Polenbeauftragter Abraham: Es ist nicht einfach, sich gegen antideutsche Töne zu stellen
Knut Abraham sieht die verschlechterte Stimmung zwischen Polen und Deutschland als Folge nationalistischer Tendenzen und der weiter wirkenden Belastung durch die Geschichte beider Länder. Es sei schwierig, sich gegen antideutsche Töne zu stellen, sagte der Polen Beauftragte der Bundesregierung. Auch in Deutschland nehme er mit der AfD eine Partei wahr, die andere politische Schwerpunkte setze als Polen.

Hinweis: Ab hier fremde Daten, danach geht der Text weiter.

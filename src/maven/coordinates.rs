use serde::{Deserialize, Serialize};

use crate::maven::version;

pub const DEFAULT_EXTENSION: &str = "jar";

/// An artifact to be resolved or deployed, as declared in job
/// configuration. All string values arrive already token-expanded by the
/// host orchestrator.
///
/// The version may be a literal, `"RELEASE"`, `"LATEST"`, a version-range
/// expression, or absent for an available-versions query. For deployments,
/// the per-execution copy of this value has `target_file_name` and
/// `pom_file` rewritten to point at local temporary copies.
#[derive(Debug, Clone, PartialEq, Eq, Serialize, Deserialize)]
pub struct Artifact {
    pub group_id: String,
    pub artifact_id: String,
    #[serde(default)]
    pub version: Option<String>,
    #[serde(default)]
    pub classifier: String,
    #[serde(default)]
    pub extension: Option<String>,
    #[serde(default)]
    pub target_file_name: Option<String>,
    #[serde(default)]
    pub pom_file: Option<String>,
    #[serde(default = "default_true")]
    pub fail_on_error: bool,
    #[serde(default = "default_true")]
    pub deploy_to_local: bool,
    #[serde(default = "default_true")]
    pub deploy_to_remote: bool,
}

fn default_true() -> bool {
    true
}

impl Artifact {
    pub fn new(
        group_id: impl Into<String>,
        artifact_id: impl Into<String>,
        version: impl Into<String>,
    ) -> Artifact {
        Artifact {
            group_id: group_id.into(),
            artifact_id: artifact_id.into(),
            version: Some(version.into()),
            classifier: String::new(),
            extension: None,
            target_file_name: None,
            pom_file: None,
            fail_on_error: true,
            deploy_to_local: true,
            deploy_to_remote: true,
        }
    }

    pub fn without_version(
        group_id: impl Into<String>,
        artifact_id: impl Into<String>,
    ) -> Artifact {
        let mut artifact = Artifact::new(group_id, artifact_id, "");
        artifact.version = None;
        artifact
    }

    /// The effective extension; unset or empty means `jar`.
    pub fn extension(&self) -> &str {
        match self.extension.as_deref() {
            Some("") | None => DEFAULT_EXTENSION,
            Some(extension) => extension,
        }
    }

    pub fn is_snapshot(&self) -> bool {
        self.version
            .as_deref()
            .map(version::is_snapshot)
            .unwrap_or(false)
    }
}

impl std::fmt::Display for Artifact {
    fn fmt(&self, f: &mut std::fmt::Formatter<'_>) -> std::fmt::Result {
        write!(
            f,
            "{}:{}:{}:{}:{}",
            self.group_id,
            self.artifact_id,
            self.extension(),
            self.classifier,
            self.version.as_deref().unwrap_or("")
        )
    }
}
//! HTTP transport against one remote repository: cache-aware downloads
//! into the local repository, metadata retrieval and deployment uploads.
//!
//! Instances do HTTP connection caching internally, so keeping them alive
//! for the duration of a batch has performance benefits.

use std::path::{Path, PathBuf};
use std::time::{Duration, SystemTime};

use anyhow::{anyhow, bail};
use hyper::body::HttpBody;
use hyper::client::HttpConnector;
use hyper::header::{AUTHORIZATION, USER_AGENT};
use hyper::{Body, Client, Method, Request, StatusCode, Uri};
use hyper_tls::HttpsConnector;
use tokio::io::AsyncWriteExt;
use tokio_util::io::ReaderStream;
use tracing::{debug, trace, warn};

use crate::config::repository::{ChecksumPolicy, UpdatePolicy};
use crate::engine::remote_repo::{RemoteRepository, RepositoryPolicy};
use crate::maven::metadata_xml::{self, Metadata};
use crate::maven::paths;
use crate::util::checksum::{self, ChecksumAccumulator, Checksums};

// Maven Central returns a 403 without a user agent
const USER_AGENT_STRING: &str = concat!("repo-connector/", env!("CARGO_PKG_VERSION"));

const DAILY_REFRESH: Duration = Duration::from_secs(24 * 60 * 60);

pub struct RepositoryClient {
    client: Client<HttpsConnector<HttpConnector>>,
    repository: RemoteRepository,
    local_repository: PathBuf,
}

impl RepositoryClient {
    pub fn new(repository: RemoteRepository, local_repository: PathBuf) -> RepositoryClient {
        RepositoryClient {
            client: Client::builder().build::<_, Body>(HttpsConnector::new()),
            repository,
            local_repository,
        }
    }

    pub fn repository(&self) -> &RemoteRepository {
        &self.repository
    }

    pub fn url_for(&self, path: &str) -> String {
        paths::join_url(&self.repository.url, path)
    }

    /// Fetches a layout path into the local repository, honoring the update
    /// policy against the cached copy. When a refresh fails but a cached
    /// copy exists, the cached copy is used with a warning.
    pub async fn fetch(&self, path: &str, policy: &RepositoryPolicy) -> anyhow::Result<PathBuf> {
        let cached = self.local_repository.join(path);
        let cached_at = modification_time(&cached);

        if !needs_remote(policy.update, cached_at) {
            trace!("using cached copy of {}", path);
            return Ok(cached);
        }

        match self.download(path, policy.checksum).await {
            Ok(downloaded) => Ok(downloaded),
            Err(e) if cached_at.is_some() => {
                warn!(
                    "refresh of {} from [{}] failed ({:#}), using cached copy",
                    path, self.repository.id, e
                );
                Ok(cached)
            }
            Err(e) => Err(e),
        }
    }

    /// Unconditionally downloads a layout path, hashing while writing and
    /// validating against the remote `.sha1` sidecar per the checksum
    /// policy. The file appears in the local repository atomically. The
    /// cache may be shared between concurrent builds, so staging goes
    /// through a uniquely named temp file in the target directory.
    pub async fn download(
        &self,
        path: &str,
        checksum_policy: ChecksumPolicy,
    ) -> anyhow::Result<PathBuf> {
        let target = self.local_repository.join(path);
        let parent = match target.parent() {
            Some(parent) => {
                tokio::fs::create_dir_all(parent).await?;
                parent.to_path_buf()
            }
            None => self.local_repository.clone(),
        };

        let mut response = self.request(Method::GET, path, Body::empty()).await?;
        if response.status() == StatusCode::NOT_FOUND {
            bail!("{} not found in [{}]", path, self.repository.id);
        }
        if !response.status().is_success() {
            bail!(
                "GET {} from [{}] failed with status {}",
                path,
                self.repository.id,
                response.status()
            );
        }

        let staged = tempfile::NamedTempFile::new_in(&parent)?;
        let mut accumulator = ChecksumAccumulator::new();
        let mut file = tokio::fs::File::from_std(staged.reopen()?);
        while let Some(chunk) = response.body_mut().data().await {
            let chunk = chunk?;
            accumulator.update(&chunk);
            file.write_all(&chunk).await?;
        }
        file.flush().await?;
        drop(file);

        let checksums = accumulator.finalize();
        // a failed verification drops the temp file with it
        self.verify(path, &checksums, checksum_policy).await?;

        staged.persist(&target)?;
        debug!("downloaded {} from [{}]", path, self.repository.id);
        Ok(target)
    }

    async fn verify(
        &self,
        path: &str,
        checksums: &Checksums,
        policy: ChecksumPolicy,
    ) -> anyhow::Result<()> {
        if policy == ChecksumPolicy::Ignore {
            return Ok(());
        }

        let sidecar = format!("{}.sha1", path);
        let expected = match self.get_text(&sidecar).await {
            Ok(text) => text.and_then(|t| checksum::parse_sidecar(&t)),
            Err(e) => {
                debug!("cannot retrieve {}: {:#}", sidecar, e);
                None
            }
        };

        let problem = match expected {
            None => Some(format!("no checksum available for {}", path)),
            Some(expected) if expected != checksums.sha1 => Some(format!(
                "checksum mismatch for {}: expected {}, got {}",
                path, expected, checksums.sha1
            )),
            Some(_) => None,
        };

        match problem {
            None => Ok(()),
            Some(problem) if policy == ChecksumPolicy::Fail => Err(anyhow!(problem)),
            Some(problem) => {
                warn!("{}", problem);
                Ok(())
            }
        }
    }

    /// GET of a small text document. `None` for a 404, an error for any
    /// other non-success status.
    pub async fn get_text(&self, path: &str) -> anyhow::Result<Option<String>> {
        let response = self.request(Method::GET, path, Body::empty()).await?;
        match response.status() {
            StatusCode::NOT_FOUND => Ok(None),
            status if status.is_success() => {
                let body = hyper::body::to_bytes(response.into_body()).await?;
                Ok(Some(String::from_utf8(body.to_vec())?))
            }
            status => bail!(
                "GET {} from [{}] failed with status {}",
                path,
                self.repository.id,
                status
            ),
        }
    }

    /// The artifact-level version metadata, always fetched fresh. `None`
    /// when the repository has never seen the artifact.
    pub async fn fetch_metadata(
        &self,
        group_id: &str,
        artifact_id: &str,
    ) -> anyhow::Result<Option<Metadata>> {
        let path = paths::metadata_path(group_id, artifact_id);
        match self.get_text(&path).await? {
            None => Ok(None),
            Some(xml) => Ok(Some(metadata_xml::parse(&xml)?)),
        }
    }

    /// Streams a local file to the repository and uploads its checksum
    /// sidecars. Returns the upload URL.
    pub async fn put_file(&self, path: &str, file: &Path) -> anyhow::Result<String> {
        let checksums = Checksums::of_file(file).await?;

        let source = tokio::fs::File::open(file).await?;
        let body = Body::wrap_stream(ReaderStream::new(source));
        self.put(path, body).await?;

        self.put(&format!("{}.sha1", path), Body::from(checksums.sha1)).await?;
        self.put(&format!("{}.md5", path), Body::from(checksums.md5)).await?;

        debug!("uploaded {} to [{}]", path, self.repository.id);
        Ok(self.url_for(path))
    }

    async fn put(&self, path: &str, body: Body) -> anyhow::Result<()> {
        let response = self.request(Method::PUT, path, body).await?;
        if !response.status().is_success() {
            bail!(
                "PUT {} to [{}] failed with status {}",
                path,
                self.repository.id,
                response.status()
            );
        }
        Ok(())
    }

    async fn request(
        &self,
        method: Method,
        path: &str,
        body: Body,
    ) -> anyhow::Result<hyper::Response<Body>> {
        let url = self.url_for(path);
        let mut builder = Request::builder()
            .method(method)
            .uri(Uri::try_from(url.clone())?)
            .header(USER_AGENT, USER_AGENT_STRING);

        if let Some(authentication) = &self.repository.authentication {
            builder = builder.header(AUTHORIZATION, authentication.basic_header());
        }

        let request = builder.body(body)?;
        trace!("{} {}", request.method(), url);
        Ok(self.client.request(request).await?)
    }
}

/// Whether the update policy requires contacting the remote repository,
/// given the cached copy's modification time.
fn needs_remote(policy: UpdatePolicy, cached_at: Option<SystemTime>) -> bool {
    match (policy, cached_at) {
        (_, None) => true,
        (UpdatePolicy::Never, Some(_)) => false,
        (UpdatePolicy::Always, Some(_)) => true,
        (UpdatePolicy::Daily, Some(modified)) => match modified.elapsed() {
            Ok(age) => age >= DAILY_REFRESH,
            Err(_) => false,
        },
    }
}

fn modification_time(path: &Path) -> Option<SystemTime> {
    std::fs::metadata(path).and_then(|m| m.modified()).ok()
}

Beim Deutsch Polnischen Forum in Berlin sprach Abraham zudem über die Grenzkontrollen, die er mit der Migrationswende der Bundesregierung verknüpft sieht. Die Kontrollen sollen nach seiner Darstellung zurückgefahren werden, wenn die Reform der gemeinsamen europäischen Asylpolitik umgesetzt ist. Außerdem bezeichnete er das deutsch polnische Verteidigungsabkommen als wichtiges Signal der gegenseitigen Beistandspflicht und betonte, dass Polens Sicherheit auch Deutschlands Sicherheit sei.
Abraham warb zudem für eine engere Abstimmung mit Polen im E3 Format und im Weimarer Dreieck. Polen könne in Fragen der Ukraine und der EU Erweiterung wichtige Impulse geben. Zugleich verwies er auf Polens Entschlossenheit beim Infrastrukturausbau und forderte auch für die Bahnverbindungen nach Polen mehr Tempo.